I’ll admit, I miss my walking buddy. I miss the days when she was thrilled to go for a 3 to 4 mile walk with me, trotting the whole way, happy to be home to her water and a nap. I miss the days when she would follow me around during the day, especially after I came home to work. She stopped coming upstairs about 6 months ago, after almost falling down the stairs a couple of times. I think up is fine, down is dangerous.

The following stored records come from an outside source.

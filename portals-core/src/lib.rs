//! Oracle-driven serialized story engine.
//!
//! This crate provides:
//! - Random passage lookup in a large numbered reference text
//! - A five-stage pipeline that asks a language model whether a passage
//!   resonates with the story, and if so writes the next chapter
//! - An optional astrological chart as a second source of inspiration
//! - Story persistence in a single JSON document
//!
//! # Quick Start
//!
//! ```ignore
//! use portals_core::{Session, SessionConfig};
//!
//! #[tokio::main]
//! async fn main() -> Result<(), Box<dyn std::error::Error>> {
//!     let config = SessionConfig::new("NumBible.TXT", "campaign.json");
//!     let mut session = Session::open(config).await?;
//!     session.connect("llama3").await?;
//!
//!     let outcome = session.consult(&mut rand::thread_rng()).await?;
//!     for entry in session.log() {
//!         println!("{}", entry.text);
//!     }
//!     Ok(())
//! }
//! ```

pub mod chart;
pub mod corpus;
pub mod oracle;
pub mod pipeline;
pub mod prompts;
pub mod run_log;
pub mod sanitize;
pub mod session;
pub mod story;
pub mod testing;

// Primary public API
pub use chart::{reduce_to_major_aspects, AspectRecord, ChartProvider, ChartReport, Location};
pub use corpus::{Corpus, CorpusError, MAX_LINE};
pub use oracle::{LanguageModel, ModelError};
pub use pipeline::{Pipeline, PipelineError, PipelineRun, Resonance, RunOutcome, Variant, RNG_MAX};
pub use run_log::{LogEntry, LogKind, RunLog};
pub use session::{RunReport, RunTicket, Session, SessionConfig, SessionError};
pub use story::{Chapter, Story, StoryStore};
pub use testing::{FixedChart, ScriptedModel, ScriptedReply};
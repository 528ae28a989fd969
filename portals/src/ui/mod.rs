//! UI module for the portals TUI

pub mod layout;
pub mod render;
pub mod theme;
pub mod widgets;

pub use render::{FocusedPanel, Overlay};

But now we’re in this new time, a time when we have to watch her and make sure she’s not suffering, make sure she’s content and comfortable. Sometimes difficult when a previously piggish pooch suddenly becomes a presently picky pooch, turning her nose up at many of my attempts to get her to eat. Sometimes she’ll go on a strike and not eat for 2 or 3 days. Once this happened, and we made an appointment to have her put to sleep the following Monday. But then she rallied and started eating over the weekend, and the vet said it was up to us, there was no immediate need to put her down. Ugh. What a horrid decision. Do we put her to sleep now, to avoid any future suffering? Or do we wait, promise ourselves that we’ll watch and do our best, but try to enjoy our last days with her. We decided we weren’t ready to let her go, as she was still comfortable and content. But we’re on alert, watching for that time when she won’t be OK anymore. We’ve talked to Maya, who says she’s not happy about it, but she understands. Ugh.

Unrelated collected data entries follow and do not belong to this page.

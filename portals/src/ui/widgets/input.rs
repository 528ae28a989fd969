//! Input line widget

use ratatui::{
    buffer::Buffer,
    layout::Rect,
    style::{Modifier, Style},
    text::{Line, Span},
    widgets::{Block, Borders, Paragraph, Widget},
};

use crate::ui::theme::PortalTheme;

/// Single-line editor for console fields and : commands
pub struct InputWidget<'a> {
    content: &'a str,
    cursor_position: usize,
    theme: &'a PortalTheme,
    label: &'a str,
    placeholder: &'a str,
    is_active: bool,
    is_command_mode: bool,
}

impl<'a> InputWidget<'a> {
    pub fn new(content: &'a str, theme: &'a PortalTheme) -> Self {
        Self {
            content,
            cursor_position: content.chars().count(),
            theme,
            label: "",
            placeholder: "",
            is_active: false,
            is_command_mode: false,
        }
    }

    pub fn cursor_position(mut self, pos: usize) -> Self {
        self.cursor_position = pos;
        self
    }

    /// Name of the field being edited, shown in the border.
    pub fn label(mut self, label: &'a str) -> Self {
        self.label = label;
        self
    }

    pub fn placeholder(mut self, placeholder: &'a str) -> Self {
        self.placeholder = placeholder;
        self
    }

    pub fn active(mut self, active: bool) -> Self {
        self.is_active = active;
        self
    }

    pub fn command_mode(mut self, is_command: bool) -> Self {
        self.is_command_mode = is_command;
        self
    }

    fn line(&self) -> Line<'a> {
        if !self.is_active {
            return Line::from(Span::styled(self.placeholder, self.theme.dim_style()));
        }

        let prefix = if self.is_command_mode { ":" } else { "> " };
        let display_content = if self.is_command_mode {
            self.content.strip_prefix(':').unwrap_or(self.content)
        } else {
            self.content
        };
        let cursor = if self.is_command_mode {
            self.cursor_position.saturating_sub(1)
        } else {
            self.cursor_position
        };

        // Character-based slicing for unicode safety
        let before_cursor: String = display_content.chars().take(cursor).collect();
        let at_cursor = display_content
            .chars()
            .nth(cursor)
            .map(|c| c.to_string())
            .unwrap_or_else(|| " ".to_string());
        let after_cursor: String = display_content.chars().skip(cursor + 1).collect();

        Line::from(vec![
            Span::styled(prefix, self.theme.control_style(true)),
            Span::raw(before_cursor),
            Span::styled(
                at_cursor,
                Style::default()
                    .add_modifier(Modifier::UNDERLINED | Modifier::BOLD)
                    .fg(self.theme.accent),
            ),
            Span::raw(after_cursor),
        ])
    }
}

impl Widget for InputWidget<'_> {
    fn render(self, area: Rect, buf: &mut Buffer) {
        let mut block = Block::default()
            .borders(Borders::ALL)
            .border_style(self.theme.border_style(self.is_active));
        if !self.label.is_empty() {
            block = block.title(format!(" {} ", self.label));
        }

        let inner = block.inner(area);
        block.render(area, buf);
        Paragraph::new(self.line()).render(inner, buf);
    }
}

#[cfg(test)]
mod tests {
    use super::*;

    fn spans(line: &Line) -> Vec<String> {
        line.spans.iter().map(|s| s.content.to_string()).collect()
    }

    #[test]
    fn test_cursor_mid_text() {
        let theme = PortalTheme::default();
        let line = InputWidget::new("llama3", &theme)
            .active(true)
            .cursor_position(2)
            .line();
        assert_eq!(spans(&line), vec!["> ", "ll", "a", "ma3"]);
    }

    #[test]
    fn test_command_mode_hides_colon() {
        let theme = PortalTheme::default();
        let line = InputWidget::new(":date", &theme)
            .active(true)
            .command_mode(true)
            .line();
        assert_eq!(spans(&line), vec![":", "date", " ", ""]);
    }

    #[test]
    fn test_inactive_shows_placeholder() {
        let theme = PortalTheme::default();
        let line = InputWidget::new("", &theme).placeholder("Press : for commands").line();
        assert_eq!(spans(&line), vec!["Press : for commands"]);
    }
}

We love our baby dog. We try to give her all of the attention and love we can, though like an old person, she’s not always interested or engaged. At least she’s not grumpy. For now, it’s about trying to get her to eat. Trying to get all of those damn pills down her throat. Trying to keep perspective, and know that we don’t want her to suffer, but at the same time, we don’t need to let her go before her time. Not easy.

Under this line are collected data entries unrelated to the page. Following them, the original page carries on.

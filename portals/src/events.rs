//! Event handling for the portals TUI

use crossterm::event::{Event, KeyCode, KeyEvent, KeyModifiers, MouseEvent, MouseEventKind};

use crate::app::{App, InputMode, InputTarget};
use crate::ui::FocusedPanel;

/// Result of handling an event
#[derive(Debug, Clone, Copy, PartialEq, Eq)]
pub enum EventResult {
    Continue,
    Quit,
    NeedsRedraw,
}

/// Handle a terminal event
pub fn handle_event(app: &mut App, event: Event) -> EventResult {
    match event {
        Event::Key(key) => handle_key_event(app, key),
        Event::Mouse(mouse) => handle_mouse_event(app, mouse),
        Event::Resize(_, _) => EventResult::NeedsRedraw,
        _ => EventResult::Continue,
    }
}

/// Handle a mouse event
fn handle_mouse_event(app: &mut App, mouse: MouseEvent) -> EventResult {
    match (mouse.kind, app.focused_panel) {
        (MouseEventKind::ScrollUp, FocusedPanel::Console) => app.scroll_up(3),
        (MouseEventKind::ScrollDown, FocusedPanel::Console) => app.scroll_down(3),
        (MouseEventKind::ScrollUp, FocusedPanel::Chronicle) => app.chronicle.select_prev(),
        (MouseEventKind::ScrollDown, FocusedPanel::Chronicle) => {
            app.chronicle.select_next(app.session.story().len())
        }
        _ => return EventResult::Continue,
    }
    EventResult::NeedsRedraw
}

/// Handle a key event
fn handle_key_event(app: &mut App, key: KeyEvent) -> EventResult {
    if let (KeyCode::Char('c'), KeyModifiers::CONTROL) = (key.code, key.modifiers) {
        return EventResult::Quit;
    }

    if app.has_overlay() {
        return handle_overlay_key(app, key);
    }

    let result = match app.input_mode {
        InputMode::Normal => handle_normal_mode(app, key),
        InputMode::Insert => handle_insert_mode(app, key),
        InputMode::Command => handle_command_mode(app, key),
    };

    if app.should_quit {
        EventResult::Quit
    } else {
        result
    }
}

/// Handle keys in NORMAL mode
fn handle_normal_mode(app: &mut App, key: KeyEvent) -> EventResult {
    match key.code {
        // Oracle controls
        KeyCode::Char('c') => app.trigger_consult(),
        KeyCode::Char('C') => app.request_connect(None),
        KeyCode::Char('m') => app.begin_edit(InputTarget::Model),
        KeyCode::Char('d') => app.begin_edit(InputTarget::Date),
        KeyCode::Char(':') => app.enter_command_mode(),

        KeyCode::Char('?') | KeyCode::F(1) => app.toggle_help(),
        KeyCode::Char('q') => app.request_quit(),

        KeyCode::Tab | KeyCode::BackTab => app.cycle_focus(),

        _ => return handle_panel_keys(app, key),
    }
    EventResult::NeedsRedraw
}

/// Navigation keys for whichever panel is focused
fn handle_panel_keys(app: &mut App, key: KeyEvent) -> EventResult {
    let chapters = app.session.story().len();

    match (app.focused_panel, key.code) {
        (FocusedPanel::Console, KeyCode::Char('j') | KeyCode::Down) => app.scroll_down(1),
        (FocusedPanel::Console, KeyCode::Char('k') | KeyCode::Up) => app.scroll_up(1),
        (FocusedPanel::Console, KeyCode::PageDown) => app.scroll_down(10),
        (FocusedPanel::Console, KeyCode::PageUp) => app.scroll_up(10),
        (FocusedPanel::Console, KeyCode::Char('g')) => app.scroll_to_top(),
        (FocusedPanel::Console, KeyCode::Char('G')) => app.scroll_to_bottom(),
        (FocusedPanel::Console, KeyCode::Enter) => app.trigger_consult(),

        (FocusedPanel::Chronicle, KeyCode::Char('j') | KeyCode::Down) => {
            app.chronicle.select_next(chapters)
        }
        (FocusedPanel::Chronicle, KeyCode::Char('k') | KeyCode::Up) => app.chronicle.select_prev(),
        (FocusedPanel::Chronicle, KeyCode::Char('g')) => app.chronicle.select_latest(),
        (FocusedPanel::Chronicle, KeyCode::Char('G')) => app.chronicle.select_oldest(chapters),
        (FocusedPanel::Chronicle, KeyCode::Enter | KeyCode::Char(' ')) => {
            app.chronicle.toggle_selected(chapters)
        }

        _ => return EventResult::Continue,
    }
    EventResult::NeedsRedraw
}

/// Handle keys in INSERT mode (editing a console field)
fn handle_insert_mode(app: &mut App, key: KeyEvent) -> EventResult {
    match key.code {
        KeyCode::Esc => app.enter_normal_mode(),
        KeyCode::Enter => app.submit_input(),
        KeyCode::Left => app.cursor_left(),
        KeyCode::Right => app.cursor_right(),
        KeyCode::Home => app.cursor_home(),
        KeyCode::End => app.cursor_end(),
        KeyCode::Backspace => app.backspace(),
        KeyCode::Delete => app.delete(),
        KeyCode::Char(c) => app.type_char(c),
        _ => return EventResult::Continue,
    }
    EventResult::NeedsRedraw
}

/// Handle keys in COMMAND mode (: commands)
fn handle_command_mode(app: &mut App, key: KeyEvent) -> EventResult {
    match key.code {
        KeyCode::Esc => app.enter_normal_mode(),

        KeyCode::Enter => {
            let command = app.input_buffer().to_string();
            app.enter_normal_mode();
            if command.len() > 1 {
                app.process_command(&command);
            }
        }

        KeyCode::Left => {
            if app.cursor_position() > 1 {
                app.cursor_left();
            }
        }
        KeyCode::Right => app.cursor_right(),
        KeyCode::Backspace => {
            if app.cursor_position() > 1 {
                app.backspace();
            } else {
                // Backspace on just ":" exits command mode
                app.enter_normal_mode();
            }
        }

        KeyCode::Char(c) => app.type_char(c),

        _ => return EventResult::Continue,
    }
    EventResult::NeedsRedraw
}

/// Handle key when overlay is open
fn handle_overlay_key(app: &mut App, key: KeyEvent) -> EventResult {
    match key.code {
        KeyCode::Esc | KeyCode::Char('q') | KeyCode::Char('?') => {
            app.close_overlay();
            EventResult::NeedsRedraw
        }
        _ => EventResult::Continue,
    }
}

5 thoughts on “Loving Your Aging Dog

  1. I feel for you. Making that decision about Caspar was one of the more horrid things I’ve done. Oddly, it wasn’t hard – it was so the right time. But I didn’t want to.

    When I was 19, I came back from my first term away to find my dog had been put to sleep. I don’t think I ever forgave my parents for that.

  2. Each time you post a picture of her, I’m struck by the kindness in her lovely face. I’m sorry that this is such a difficult time for all of you, this twilight of her life.

  3. Sweet Sweet pup.
    These times are when I ask myself why do I allow myself to share my life and fall in love with someone with such a short life expectancy, What’s the point as it just tears up your heart. But then I have to remind myself of all the joy and shared loved and I learned to cherish that time instead.

    This pup of yours had a hard first few years, and joining your family has been the best part of her life. So much love has been given and shared, which makes this part of her life so much harder on you guys.

    I’m crushed you are at this point in her life with your family. It just sucks. HUGS.

  4. I just want to reach through the screen and pet her. (And I’m so grateful that my 10-year old dog is stretched out against my feet, happily snoozing as I type this.) The hardest part is always letting go. As our vet told us during Jilly’s last illness, though–she’ll let you know when she’s ready. Lots of elderly ladies don’t eat much.

  5. I’m really sorry, J. It’s heartbreakingly sad to lose a pet, and very difficult having to make that decision, which, as you say, one doesn’t want to do too soon nor too late, when all your girl has left are bad days.

    Linda

Comments are closed.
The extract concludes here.